Elle soupira. N'ayant pas envie de remettre de l'huile sur le feu, le marin se montra conciliant:
:Mendoza: : Je sais, je sais! Mais j'ai besoin de détendre l'atmosphère car on arrive bientôt à l'instant fatidique...
Il la regardait comme s'il quêtait son approbation.
La bataille de Mactan... L'espionne attendait le récit de cet épisode, qui effectivement n'allait pas tarder. Mais pour le moment, par le cheminement de la pensée, elle se remémora l'une de ses conversations avec Tao, celle où le naacal avait évoqué leur rencontre avec les grands pithèques*, juste avant qu'ils ne découvrent la cité d'Orunigi. Réprimant un sourire, elle ne put s'empêcher de lui dire:
:Laguerra: : Tu faisais moins le malin face aux gorilles* d'Afrique...

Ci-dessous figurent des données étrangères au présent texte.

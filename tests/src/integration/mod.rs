//! # Integration Scenarios
//!
//! Every scenario drives a real `EnvelopeEngine` through its inbound port,
//! with signed envelopes and in-memory collaborators.

pub mod fixtures;

mod control;
mod flows;
mod security;
mod wire;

La figure de Mendoza se renfrogna.
:Mendoza: : Tu l'as su comment?
:Laguerra: : J'ai mes sources.
Il était évident qu'il attendait de plus amples explications, mais sa compagne s'en tint là. Le mercenaire demeura silencieux quelques secondes, puis, sans crier gare, il se mit à frapper sa poitrine, imitant ainsi le puissant animal. Cela produisit un écho bizarre dans la pièce. La señorita dut simuler une quinte de toux pour ne pas s'esclaffer. Mais cette fois-ci, elle ne put garder son sérieux. Déjà cramoisie par une hilarité contenue à grand-peine, la jeune femme éclata d'un rire gargouillant qui lui sortait par le nez et secouait ses épaules. Après avoir essuyer ses larmes, elle lui tapota gaiement la cuisse.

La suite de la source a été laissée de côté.